Tahun lalu tidaklah buruk. Sama sekali tidak. Memang ada saat-saat menakutkan dan penuh takanan. Namun begitulah hidup, bukan? Itulah sebabnya aku sering berbicara pada diriku sendiri, sehingga aku dapat langsung berkonsultasi pada ahlinya-- diriku sendiri. Bahwa ketika kita merasa hidup sangat tidak adil, berhenti dan lihatlah sekitar. Hidup itu sungguh adil, karena dia tidak adil bagi semua orang.
Aku juga belajar untuk menjadi orang yang lebih peduli, melalui hal-hal kecil. Seperti menahan pintu kereta saat ada orang tua yang berusaha masuk, membuang sampah (yang bukan milikku) pada tempatnya, membersihkan kamar tidur setiap pagi (hal lumrah sih namun karena aku harus berangkat kerja pukul 5 pagi, maka aku harus terburu-buru), dan hal-hal kecil lainnya yang biasanya berhubungan dengan perilaku sosial dan kebersihan lingkungan.
Tahun lalu, aku menyadari bahwa aku sangat memuja waktu. Aku memang selalu menjadi pribadi yang kompetitif, namun baru kusadari bahwa aku juga bisa takut kalah terhadap masa. Ku tancapkan mantra,
"lebih baik tiba satu jam lebih awal, daripada terlambat satu menit"
ke setiap inci pembuluh darahku.
Pada tahun lalu pula aku mendapatkan gaji bulanan pertamaku. Yaa tidak seberapa memang. Namun setidaknya aku sudah mulai meringankan beban finansial dari kedua orang tuaku. Aku tahu susahnya mencari nafkah. Aku lebih menghargai usaha dan kerja keras. Aku belajar banyak tentang pendewasaan diri.
Tahun ini, akan penuh dengan visi dan pengharapan.
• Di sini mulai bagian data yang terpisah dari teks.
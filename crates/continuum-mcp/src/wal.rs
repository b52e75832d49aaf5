//! Client-side Write-Ahead Log.
//!
//! Every mutating tool call is appended (fsync'd) to
//! `<root>/.memory-wal/operations.jsonl` before the remote attempt. When the
//! server is unreachable the record stays; replay walks records in ascending
//! ULID order through a caller-supplied dispatch function. At-most-once is
//! the server's side of the contract (the `op_id` idempotency table); the
//! log guarantees durability and per-client order.

use std::fs::{self, File, OpenOptions};
use std::io::{self, Write};
use std::path::{Path, PathBuf};
use std::sync::Mutex;

use chrono::{DateTime, Utc};
use serde::{Deserialize, Serialize};
use serde_json::Value;
use tracing::{debug, warn};
use ulid::Ulid;

/// Directory under the client root
pub const WAL_DIR: &str = ".memory-wal";
/// Log file name
pub const WAL_FILE: &str = "operations.jsonl";

/// One logged operation
#[derive(Debug, Clone, Serialize, Deserialize)]
pub struct WalRecord {
    /// ULID; lexicographic order is enqueue order
    pub op_id: String,
    /// Tool name to replay
    pub op_name: String,
    /// Tool arguments as enqueued
    pub args: Value,
    #[serde(default, skip_serializing_if = "Option::is_none")]
    pub tenant_id: Option<String>,
    /// Replay attempts so far
    #[serde(default)]
    pub attempts: u32,
    pub enqueued_at: DateTime<Utc>,
}

/// Tombstone line marking a replayed record
#[derive(Debug, Clone, Serialize, Deserialize)]
struct Tombstone {
    op_id: String,
    tombstone: bool,
}

/// Result of one replay pass
#[derive(Debug, Clone, Serialize, Deserialize)]
pub struct ReplaySummary {
    pub replayed: usize,
    pub remaining: usize,
}

/// The write-ahead log client
pub struct WalClient {
    path: PathBuf,
    generator: Mutex<ulid::Generator>,
}

impl WalClient {
    /// Open (creating if needed) the log under `root/.memory-wal/`
    pub fn open(root: impl AsRef<Path>) -> io::Result<Self> {
        let dir = root.as_ref().join(WAL_DIR);
        fs::create_dir_all(&dir)?;
        Ok(Self {
            path: dir.join(WAL_FILE),
            generator: Mutex::new(ulid::Generator::new()),
        })
    }

    /// Open under the current working directory
    pub fn open_in_cwd() -> io::Result<Self> {
        Self::open(std::env::current_dir()?)
    }

    pub fn path(&self) -> &Path {
        &self.path
    }

    fn next_op_id(&self) -> String {
        let mut generator = match self.generator.lock() {
            Ok(g) => g,
            Err(poisoned) => poisoned.into_inner(),
        };
        generator
            .generate()
            .unwrap_or_else(|_| Ulid::new())
            .to_string()
    }

    fn append_line(&self, line: &str) -> io::Result<()> {
        let mut file = OpenOptions::new()
            .create(true)
            .append(true)
            .open(&self.path)?;
        file.write_all(line.as_bytes())?;
        file.write_all(b"\n")?;
        file.sync_all()
    }

    /// Log a mutating operation before attempting it remotely.
    ///
    /// Returns the record carrying the assigned `op_id`; callers pass that
    /// `op_id` with the remote call so replay is at-most-once.
    pub fn append(
        &self,
        op_name: &str,
        args: Value,
        tenant_id: Option<&str>,
    ) -> io::Result<WalRecord> {
        let record = WalRecord {
            op_id: self.next_op_id(),
            op_name: op_name.to_string(),
            args,
            tenant_id: tenant_id.map(String::from),
            attempts: 0,
            enqueued_at: Utc::now(),
        };
        let line = serde_json::to_string(&record)
            .map_err(|e| io::Error::new(io::ErrorKind::InvalidData, e))?;
        self.append_line(&line)?;
        Ok(record)
    }

    /// Mark one record replayed by appending a tombstone
    pub fn mark_replayed(&self, op_id: &str) -> io::Result<()> {
        let tombstone = Tombstone {
            op_id: op_id.to_string(),
            tombstone: true,
        };
        let line = serde_json::to_string(&tombstone)
            .map_err(|e| io::Error::new(io::ErrorKind::InvalidData, e))?;
        self.append_line(&line)
    }

    /// Records not yet replayed, in ascending `op_id` order.
    ///
    /// A malformed trailing line (torn write) is ignored; malformed interior
    /// lines are skipped with a warning.
    pub fn pending(&self) -> io::Result<Vec<WalRecord>> {
        let content = match fs::read_to_string(&self.path) {
            Ok(content) => content,
            Err(e) if e.kind() == io::ErrorKind::NotFound => return Ok(Vec::new()),
            Err(e) => return Err(e),
        };

        let lines: Vec<&str> = content.lines().collect();
        let mut records: Vec<WalRecord> = Vec::new();
        let mut tombstoned: std::collections::HashSet<String> = Default::default();

        for (index, line) in lines.iter().enumerate() {
            if line.trim().is_empty() {
                continue;
            }
            let parsed: Value = match serde_json::from_str(line) {
                Ok(value) => value,
                Err(e) => {
                    if index == lines.len() - 1 {
                        debug!("ignoring torn trailing WAL line");
                    } else {
                        warn!("skipping malformed WAL line {index}: {e}");
                    }
                    continue;
                }
            };
            if parsed.get("tombstone").and_then(Value::as_bool) == Some(true) {
                if let Some(op_id) = parsed.get("op_id").and_then(Value::as_str) {
                    tombstoned.insert(op_id.to_string());
                }
                continue;
            }
            match serde_json::from_value::<WalRecord>(parsed) {
                Ok(record) => records.push(record),
                Err(e) => warn!("skipping unreadable WAL record at line {index}: {e}"),
            }
        }

        records.retain(|r| !tombstoned.contains(&r.op_id));
        records.sort_by(|a, b| a.op_id.cmp(&b.op_id));
        Ok(records)
    }

    /// Rewrite the log keeping only pending records; returns how many remain
    pub fn compact(&self) -> io::Result<usize> {
        let pending = self.pending()?;
        let tmp_path = self.path.with_extension("jsonl.tmp");
        {
            let mut tmp = File::create(&tmp_path)?;
            for record in &pending {
                let line = serde_json::to_string(record)
                    .map_err(|e| io::Error::new(io::ErrorKind::InvalidData, e))?;
                tmp.write_all(line.as_bytes())?;
                tmp.write_all(b"\n")?;
            }
            tmp.sync_all()?;
        }
        fs::rename(&tmp_path, &self.path)?;
        Ok(pending.len())
    }

    /// Replay pending records in order through `dispatch`.
    ///
    /// Stops at the first failure so a single client's enqueue order is
    /// preserved; successful records are tombstoned immediately and the log
    /// is compacted at the end.
    pub async fn replay<F, Fut>(&self, mut dispatch: F) -> io::Result<ReplaySummary>
    where
        F: FnMut(WalRecord) -> Fut,
        Fut: std::future::Future<Output = Result<Value, String>>,
    {
        let pending = self.pending()?;
        let mut replayed = 0;

        for mut record in pending {
            record.attempts += 1;
            match dispatch(record.clone()).await {
                Ok(_) => {
                    self.mark_replayed(&record.op_id)?;
                    replayed += 1;
                }
                Err(e) => {
                    warn!(op_id = %record.op_id, op = %record.op_name, "replay halted: {e}");
                    break;
                }
            }
        }

        if replayed > 0 {
            self.compact()?;
        }
        let remaining = self.pending()?.len();
        Ok(ReplaySummary { replayed, remaining })
    }
}

// ============================================================================
// TESTS
// ============================================================================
Akan ada banyak hal besar yang terjadi. Aku bisa merasakan setiap inci dari tubuhku memuja dan berdoa. Semoga tahun ini aku beserta orang-orang yang kucintai akan selalu dirahmati dengan kesehatan, keselamatan, dan sejuta impian yang menjadi kenyataan.
I have shaped myself into who I am today, mostly in the year of 2016.
Thank you for the hardships and senses, 2016.